In 2015 I was 17 weeks pregnant at the start of my field season. In addition to my daughter, I was also joined in the field by two field assistants. According to the Porzana analysis, I hiked less than half as many transects in 2015 (15) compared to each of the two previous years (2013: 35** hikes, 2014: 37 hikes). I actually hiked 20 transects that year — my assistants were entering the data (and getting credit for the hike in fulcrum) while we hiked together in the beginning of the season***. On my solo transects in 2015, I felt sloooooow. I averaged thirty minutes slower than 2013 and 2014 on Cadillac, 50 minutes slower on Pemetic, and 22 minutes slower on Sargent. On top of this, I was covering less ground — in 2013 and 2014 I had monitored phenology in off-trail Northeast Temperate Network plots near my transects in an effort to compare trail-side phenology with forested sites that was ultimately cut from my dissertation. In 2015, I stuck to the trails.

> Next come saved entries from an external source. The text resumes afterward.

//! Markdown to Atlassian Document Format converter.
//!
//! This crate turns the lightweight markdown people type into Jira issue
//! descriptions and comments into a typed [`Document`] tree, and serializes
//! that tree as Atlassian Document Format (ADF) JSON.
//!
//! # Architecture
//!
//! Conversion is a pure function of the input text:
//! - The block scanner walks the input line by line and recognizes tables,
//!   fenced code, headings, bullet and ordered lists, and paragraphs.
//! - The inline tokenizer splits heading, paragraph, list item and table cell
//!   text into runs carrying at most one [`Mark`].
//!
//! Malformed markup never fails the conversion; it degrades to literal text.
//!
//! # Example
//!
//! ```
//! use md2adf_converter::{Block, convert};
//!
//! let document = convert("# Release notes\n\n- **fixed** login");
//! assert_eq!(document.blocks.len(), 2);
//! assert!(matches!(document.blocks[0], Block::Heading { level: 1, .. }));
//!
//! let adf = document.to_adf();
//! let json = serde_json::to_string(&adf).unwrap();
//! assert!(json.starts_with(r#"{"type":"doc","version":1"#));
//! ```

mod adf;
mod block;
mod document;
mod inline;

pub use adf::{AdfDocument, AdfMark, AdfNode};
pub use block::convert;
pub use document::{
    Block, CellKind, Document, Inline, ListItem, Mark, Record, Table, TableCell, TableRow,
    plain_text,
};
pub use inline::parse_inline;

I remember feeling pretty terrible at the beginning of most hikes that year. I had one favorite spruce tree on the south ridge of Sargent, and I can picture myself looking up through the needles on more than one occasion from my lie-down-spot while I tried to decide if a bite of granola bar would make me feel more or less nauseous. As I climbed above treeline and into the breeze the fog of morning sickness would lift, and as I hiked downhill, my daughter would do this funny little fetus-roll and kick in a way that I interpreted to be happy.

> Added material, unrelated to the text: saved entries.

//! Sequential pipeline execution over stage directories.

use super::builder::stage_dir_name;
use super::lock::RunLock;
use super::prerequisites::preflight;
use super::Pipeline;
use crate::cancellation::CancellationToken;
use crate::config::SimulationSettings;
use crate::core::{FailureReason, PipelineRun, RunStatus, StageResult, StageStatus};
use crate::engine::Engine;
use crate::errors::Result;
use crate::events::{event_types, EventSink, NoOpEventSink};
use crate::observability::{RunSpanAttributes, SpanTimer, StageSpanAttributes};
use crate::stages::{StageDescriptor, StageExecutor};
use crate::utils::missing_or_empty;
use chrono::Utc;
use std::path::{Path, PathBuf};
use std::sync::Arc;
use std::time::Duration;
use tracing::{error, info, info_span, warn, Instrument};

/// Runs a pipeline stage by stage, stopping at the first failure.
///
/// The orchestrator holds no per-run state and may drive independent runs
/// on distinct root directories concurrently.
#[derive(Clone)]
pub struct Orchestrator {
    executor: StageExecutor,
    events: Arc<dyn EventSink>,
}

impl std::fmt::Debug for Orchestrator {
    fn fmt(&self, f: &mut std::fmt::Formatter<'_>) -> std::fmt::Result {
        f.debug_struct("Orchestrator")
            .field("executor", &self.executor)
            .finish_non_exhaustive()
    }
}

impl Orchestrator {
    /// Creates an orchestrator over `engine`.
    #[must_use]
    pub fn new(engine: Arc<dyn Engine>) -> Self {
        Self {
            executor: StageExecutor::new(engine),
            events: Arc::new(NoOpEventSink),
        }
    }

    /// Creates an orchestrator using the timeout and excerpt length from
    /// `settings`.
    #[must_use]
    pub fn from_settings(engine: Arc<dyn Engine>, settings: &SimulationSettings) -> Self {
        Self::new(engine)
            .with_default_timeout(settings.stage_timeout())
            .with_excerpt_lines(settings.log_excerpt_lines)
    }

    /// Sets the sink receiving lifecycle events.
    #[must_use]
    pub fn with_event_sink(mut self, events: Arc<dyn EventSink>) -> Self {
        self.executor = self.executor.with_event_sink(events.clone());
        self.events = events;
        self
    }

    /// Timeout for engine calls that do not declare their own.
    #[must_use]
    pub fn with_default_timeout(mut self, timeout: Option<Duration>) -> Self {
        self.executor = self.executor.with_default_timeout(timeout);
        self
    }

    /// Number of log lines kept on a failed stage.
    #[must_use]
    pub fn with_excerpt_lines(mut self, lines: usize) -> Self {
        self.executor = self.executor.with_excerpt_lines(lines);
        self
    }

    /// Disables per-call log files in stage directories.
    #[must_use]
    pub fn without_log_files(mut self) -> Self {
        self.executor = self.executor.without_log_files();
        self
    }

    /// The engine backend.
    #[must_use]
    pub fn engine(&self) -> &Arc<dyn Engine> {
        self.executor.engine()
    }

    /// Runs `pipeline` under `root_work_dir` with seed inputs already in place.
    ///
    /// # Errors
    ///
    /// See [`Orchestrator::run_seeded`].
    pub async fn run(
        &self,
        pipeline: &Pipeline,
        root_work_dir: &Path,
        force: bool,
        cancel: &CancellationToken,
    ) -> Result<PipelineRun> {
        self.run_seeded(pipeline, root_work_dir, &[], force, cancel)
            .await
    }

    /// Runs `pipeline` under `root_work_dir`, copying `seeds` into the root
    /// once the work directory lock is held.
    ///
    /// Stages whose outputs are already present are skipped unless `force`
    /// is set. Stage failures abort the run and are recorded on the returned
    /// [`PipelineRun`]; `Err` means the run could not start or its report
    /// could not be written.
    ///
    /// # Errors
    ///
    /// - `MissingPrerequisite` if the engine or a template is absent
    /// - `ConcurrentRun` if another run holds the root directory
    /// - `Io` if a seed cannot be copied, or the root directory or run
    ///   report cannot be written
    pub async fn run_seeded(
        &self,
        pipeline: &Pipeline,
        root_work_dir: &Path,
        seeds: &[SeedFile],
        force: bool,
        cancel: &CancellationToken,
    ) -> Result<PipelineRun> {
        let root = absolute(root_work_dir)?;
        preflight(self.engine().as_ref(), pipeline)?;

        let mut run = PipelineRun::new(pipeline.name(), &root);
        let _lock = RunLock::acquire(&root, run.run_id)?;
        for seed in seeds {
            seed.place(&root)?;
        }

        let run_id = run.run_id;
        cancel.on_cancel(move || {
            warn!(run_id = %run_id, "Cancellation requested, stopping run");
        });

        let attrs = RunSpanAttributes::new()
            .with_pipeline_name(pipeline.name())
            .with_run_id(run_id.to_string())
            .with_root_work_dir(root.display().to_string())
            .with_force(force);
        let span = info_span!(
            "mdflow.run",
            run_id = %run_id,
            pipeline = %pipeline.name(),
            root = %root.display(),
        );

        let timer = SpanTimer::start(pipeline.name());
        self.events
            .emit(event_types::PIPELINE_STARTED, Some(attrs.to_event_data()))
            .await;

        let status = self
            .run_stages(pipeline, &root, force, cancel, &mut run)
            .instrument(span)
            .await;
        run.finish(status);
        let duration_ms = timer.finish();

        let mut data = attrs.to_event_data();
        if let Some(map) = data.as_object_mut() {
            map.insert("status".to_string(), serde_json::json!(status.to_string()));
            map.insert("duration_ms".to_string(), serde_json::json!(duration_ms));
            if let Some(failed) = run.failed_stage() {
                map.insert("failed_stage".to_string(), serde_json::json!(failed.stage_name));
            }
        }

        match status {
            RunStatus::Completed => {
                info!(run_id = %run_id, duration_ms, "Pipeline completed");
                self.events.emit(event_types::PIPELINE_COMPLETED, Some(data)).await;
            }
            _ => {
                error!(
                    run_id = %run_id,
                    failed_stage = run.failed_stage().map(|s| s.stage_name.as_str()),
                    "Pipeline aborted"
                );
                self.events.emit(event_types::PIPELINE_ABORTED, Some(data)).await;
            }
        }

        run.write_report()?;
        Ok(run)
    }

    async fn run_stages(
        &self,
        pipeline: &Pipeline,
        root: &Path,
        force: bool,
        cancel: &CancellationToken,
        run: &mut PipelineRun,
    ) -> RunStatus {
        let mut previous: Option<(&StageDescriptor, PathBuf)> = None;

        for (index, descriptor) in pipeline.stages().iter().enumerate() {
            let stage_dir = root.join(stage_dir_name(index, descriptor.name()));
            let previous_dir = previous
                .as_ref()
                .map_or_else(|| root.to_path_buf(), |(_, dir)| dir.clone());
            let span = info_span!("mdflow.stage", stage = %descriptor.name(), index);

            let result = self
                .run_stage(
                    index,
                    descriptor,
                    previous.as_ref().map(|(d, _)| *d),
                    &previous_dir,
                    &stage_dir,
                    force,
                    cancel,
                )
                .instrument(span)
                .await;

            let failed = result.is_failure();
            run.record(result);
            if failed {
                return RunStatus::Aborted;
            }
            previous = Some((descriptor, stage_dir));
        }

        RunStatus::Completed
    }

    #[allow(clippy::too_many_arguments)]
    async fn run_stage(
        &self,
        index: usize,
        descriptor: &StageDescriptor,
        previous: Option<&StageDescriptor>,
        previous_dir: &Path,
        stage_dir: &Path,
        force: bool,
        cancel: &CancellationToken,
    ) -> StageResult {
        let timer = SpanTimer::start(descriptor.name());
        let attrs = StageSpanAttributes::new(descriptor.name(), index)
            .with_output_dir(stage_dir.display().to_string());
        self.events
            .emit(event_types::STAGE_STARTED, Some(attrs.to_event_data()))
            .await;

        let refusal =
            self.refuse_to_start(descriptor, previous, previous_dir, stage_dir, force, cancel);
        let result = match refusal {
            Some(reason) => StageResult::failed(descriptor.name(), stage_dir, Utc::now(), reason),
            None => {
                self.executor
                    .run(descriptor, previous_dir, stage_dir, force, cancel)
                    .await
            }
        };

        let duration_ms = timer.finish();
        let mut attrs = attrs
            .with_status(result.status.to_string())
            .with_duration_ms(duration_ms);
        let event_type = match result.status {
            StageStatus::Skipped => event_types::STAGE_SKIPPED,
            StageStatus::Succeeded => {
                info!(stage = %descriptor.name(), duration_ms, "Stage succeeded");
                event_types::STAGE_SUCCEEDED
            }
            StageStatus::Failed => {
                if let Some(ref failure) = result.failure {
                    error!(
                        stage = %descriptor.name(),
                        failure = failure.code(),
                        exit_code = result.exit_code,
                        error = %failure,
                        "Stage failed"
                    );
                    attrs = attrs.with_error(failure.to_string());
                }
                event_types::STAGE_FAILED
            }
        };

        let mut data = attrs.to_event_data();
        if let (Some(map), Some(failure)) = (data.as_object_mut(), result.failure.as_ref()) {
            map.insert("failure".to_string(), serde_json::json!(failure.code()));
        }
        self.events.emit(event_type, Some(data)).await;

        result
    }

    /// Checks run-level conditions that fail a stage without calling the
    /// engine: a pending cancellation, or an upstream output that has gone
    /// missing. Stages about to be skipped are not held to the upstream check.
    fn refuse_to_start(
        &self,
        descriptor: &StageDescriptor,
        previous: Option<&StageDescriptor>,
        previous_dir: &Path,
        stage_dir: &Path,
        force: bool,
        cancel: &CancellationToken,
    ) -> Option<FailureReason> {
        if cancel.is_cancelled() {
            return Some(FailureReason::Cancelled {
                reason: cancel.reason_or_default(),
            });
        }

        let previous = previous?;
        if !force && StageExecutor::outputs_complete(descriptor, stage_dir) {
            return None;
        }

        let missing = missing_or_empty(previous_dir, previous.produced_outputs());
        missing.into_iter().next().map(|file| {
            error!(
                stage = %descriptor.name(),
                upstream = %previous.name(),
                file = %file,
                "Upstream output missing although the stage completed"
            );
            FailureReason::MissingDependency {
                file,
                directory: previous_dir.to_path_buf(),
            }
        })
    }
}

/// A file copied into the root work directory before the first stage.
#[derive(Debug, Clone, PartialEq, Eq)]
pub struct SeedFile {
    /// Where the file comes from.
    pub source: PathBuf,
    /// File name inside the root.
    pub name: String,
}

impl SeedFile {
    /// Creates a seed copied from `source` to `<root>/<name>`.
    #[must_use]
    pub fn new(source: impl Into<PathBuf>, name: impl Into<String>) -> Self {
        Self {
            source: source.into(),
            name: name.into(),
        }
    }

    fn place(&self, root: &Path) -> std::io::Result<PathBuf> {
        let target = root.join(&self.name);
        let same_file = match (self.source.canonicalize(), target.canonicalize()) {
            (Ok(a), Ok(b)) => a == b,
            _ => false,
        };
        if !same_file {
            std::fs::copy(&self.source, &target)?;
        }
        Ok(target)
    }
}

fn absolute(path: &Path) -> std::io::Result<PathBuf> {
    if path.is_absolute() {
        Ok(path.to_path_buf())
    } else {
        Ok(std::env::current_dir()?.join(path))
    }
}

#[cfg(test)]
mod tests {
    use super::*;
    use crate::engine::MockEngine;
    use crate::errors::MdflowError;
    use crate::pipeline::PipelineBuilder;
    use crate::stages::EngineInvocation;
    use crate::testing::ScriptedEngine;

    fn single_stage_pipeline(dir: &Path) -> Pipeline {
        let template = dir.join("em.mdp");
        std::fs::write(&template, "nsteps = 10\n").unwrap();
        PipelineBuilder::new("single")
            .stage(
                StageDescriptor::new("em", template)
                    .produces(["em.gro"])
                    .call(EngineInvocation::new("mdrun").args(["-deffnm", "em"])),
            )
            .unwrap()
            .build()
            .unwrap()
    }

    #[tokio::test]
    async fn test_run_fails_fast_without_engine() {
        let dir = tempfile::tempdir().unwrap();
        let pipeline = single_stage_pipeline(dir.path());

        let mut engine = MockEngine::new();
        engine.expect_locate().returning(|| None);
        engine.expect_program().returning(|| "gmx".to_string());
        engine.expect_execute().never();

        let orchestrator = Orchestrator::new(Arc::new(engine));
        let root = dir.path().join("run");
        let err = orchestrator
            .run(&pipeline, &root, false, &CancellationToken::new())
            .await
            .unwrap_err();

        assert!(matches!(err, MdflowError::MissingPrerequisite(_)));
        assert!(!root.exists());
    }

    #[tokio::test]
    async fn test_run_releases_lock_and_writes_report() {
        let dir = tempfile::tempdir().unwrap();
        let pipeline = single_stage_pipeline(dir.path());
        let root = dir.path().join("run");

        let orchestrator = Orchestrator::new(Arc::new(ScriptedEngine::new()));
        let run = orchestrator
            .run(&pipeline, &root, false, &CancellationToken::new())
            .await
            .unwrap();

        assert_eq!(run.status, RunStatus::Completed);
        assert!(root.join(crate::core::RUN_REPORT_FILE).exists());
        assert!(!root.join(crate::pipeline::LOCK_FILE).exists());
        assert!(root.join("00_em/em.gro").exists());
    }

    #[tokio::test]
    async fn test_cancel_before_first_stage() {
        let dir = tempfile::tempdir().unwrap();
        let pipeline = single_stage_pipeline(dir.path());
        let root = dir.path().join("run");
        let engine = Arc::new(ScriptedEngine::new());
        let cancel = CancellationToken::new();
        cancel.cancel("shutdown");

        let run = Orchestrator::new(engine.clone())
            .run(&pipeline, &root, false, &cancel)
            .await
            .unwrap();

        assert_eq!(run.status, RunStatus::Aborted);
        assert_eq!(
            run.stages[0].failure,
            Some(FailureReason::Cancelled {
                reason: "shutdown".to_string()
            })
        );
        assert_eq!(engine.call_count(), 0);
        assert!(!root.join("00_em").exists());
    }
}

Hiking while pregnant was hard, but it felt easier than grappling with the looming challenges of becoming a parent. I liked the hard of fieldwork, it was the kind of hard that I felt capable of conquering. I also loved being pregnant in Bar Harbor. It was my fifth field season in Acadia and I had this wonderful community of supportive colleagues and mentors at the park service and in town. I had a favorite yoga class, a favorite milkshake, a favorite iced chai and blueberry muffin spot. I also had two field assistants — my pregnancy fortuitously aligned with NSF funding! — and working with Ella and Natasha that season was great. The person hours per transect figure obscures my field assistants, folding us into each other and masking the time we spent training together on the ridges. It also hides my pregnancy in the averages. I want to recognize those extra 22-50 minutes: they were some of the best worst minutes of my PhD.

The phenology of phenology monitoring

The person hours per transect average doesn’t show the sprint finishes of June. I monitored thirty species (the paper highlights the 9 most common taxa) of spring-flowering plants. On the transect hikes, I recorded leaf out and flowering phenology. In April, this was a bit of a scavenger hunt, and I’d pour over thickets of shrub stems for the first sign of bud break, then in May I’d peek into each curled Canada mayflower leaf for flower buds. By early June, my plants had leafed out, and the flowering season was winding down. I knew the trails by heart, and the location of each focal taxa along the ridge was bright in my mental map; each transect became a point-to-point trail run between the last phenological hold outs. Did the rhodora finish flowering on Cadillac? Had the last sheep’s laurel buds opened on Pemetic? Were the blueberries beginning to ripen below Sargent’s summit?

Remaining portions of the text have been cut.